- **EXERCISE DIRECTIONS**
Beginning with the first line of the data below, extract each line up to and including the one containing "pub enum GroupFilterExpansion". Copy them exactly and add nothing.

+++ SOURCE MATERIAL +++

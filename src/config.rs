//! Viewer settings.
//!
//! Defaults reproduce the look of the published channel map. A deployment can
//! override any subset of fields with a `settings.json` next to the page.

use serde::{Deserialize, Serialize};

use crate::error::Result;

/// How far a group filter reaches beyond the nodes of the selected group.
#[derive(Clone, Copy, Debug, Default, PartialEq, Eq, Deserialize, Serialize)]
#[serde(rename_all = "snake_case")]
pub enum GroupFilterExpansion {
	/// Keep only members of the group. This is what the published map does.
	#[default]
	GroupOnly,
	/// Keep members of the group and every neighbor of a member.
	WithNeighbors,
}

/// Display and loading configuration.
#[derive(Clone, Debug, PartialEq, Deserialize, Serialize)]
#[serde(default)]
pub struct ViewerSettings {
	/// Canvas background.
	pub background_color: String,
	/// Color given to faded nodes and edges.
	pub fade_color: String,
	/// Alpha applied to edge colors at load time.
	pub edge_alpha: f64,
	/// Node color used when the data file has none.
	pub default_node_color: String,
	/// Edge color used when neither the edge nor its source has a color.
	pub default_edge_color: String,
	/// Label text color.
	pub label_color: String,
	/// Label font family.
	pub font: String,
	/// Label font size in pixels.
	pub label_size: f64,
	/// Minimum on-screen size a node needs before its label is drawn.
	pub label_threshold: f64,
	/// Smallest rendered node radius.
	pub min_node_size: f64,
	/// Largest rendered node radius.
	pub max_node_size: f64,
	/// Thinnest rendered edge.
	pub min_edge_size: f64,
	/// Thickest rendered edge.
	pub max_edge_size: f64,
	/// Smallest camera ratio (deepest zoom).
	pub zoom_min: f64,
	/// Largest camera ratio (widest zoom).
	pub zoom_max: f64,
	/// URL of the zipped graph document.
	pub archive_url: String,
	/// Name of the JSON document inside the archive.
	pub archive_entry: String,
	/// URL of the legend/statistics document.
	pub accessory_url: String,
	/// Run the force simulation instead of keeping the exported positions.
	pub run_layout: bool,
	/// Group filter reach.
	pub group_filter_expansion: GroupFilterExpansion,
}

impl Default for ViewerSettings {
	fn default() -> Self {
		Self {
			background_color: "rgba(17, 34, 51, 1)".into(),
			fade_color: "rgba(27, 44, 61, .75)".into(),
			edge_alpha: 0.25,
			default_node_color: "#333".into(),
			default_edge_color: "#484848".into(),
			label_color: "#FFFFFF".into(),
			font: "sans-serif".into(),
			label_size: 12.0,
			label_threshold: 15.0,
			min_node_size: 1.0,
			max_node_size: 10.0,
			min_edge_size: 0.2,
			max_edge_size: 0.5,
			zoom_min: 0.031_25,
			zoom_max: 2.0,
			archive_url: "data.json.zip".into(),
			archive_entry: "data.json".into(),
			accessory_url: "data_accessory.json".into(),
			run_layout: false,
			group_filter_expansion: GroupFilterExpansion::GroupOnly,
		}
	}
}

impl ViewerSettings {
	/// Parse a settings document; absent fields keep their defaults.
	pub fn from_json(json: &str) -> Result<Self> {
		Ok(serde_json::from_str(json)?)
	}

	/// Bounds on the canvas scale factor, derived from the camera ratio bounds.
	pub fn scale_bounds(&self) -> (f64, f64) {
		(1.0 / self.zoom_max, 1.0 / self.zoom_min)
	}
}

+++

- **RESPONSE FOR THIS EXERCISE**
filename src/config.rs
//! Viewer settings.
//!
//! Defaults reproduce the look of the published channel map. A deployment can
//! override any subset of fields with a `settings.json` next to the page.

use serde::{Deserialize, Serialize};

use crate::error::Result;

/// How far a group filter reaches beyond the nodes of the selected group.
#[derive(Clone, Copy, Debug, Default, PartialEq, Eq, Deserialize, Serialize)]
#[serde(rename_all = "snake_case")]
pub enum GroupFilterExpansion {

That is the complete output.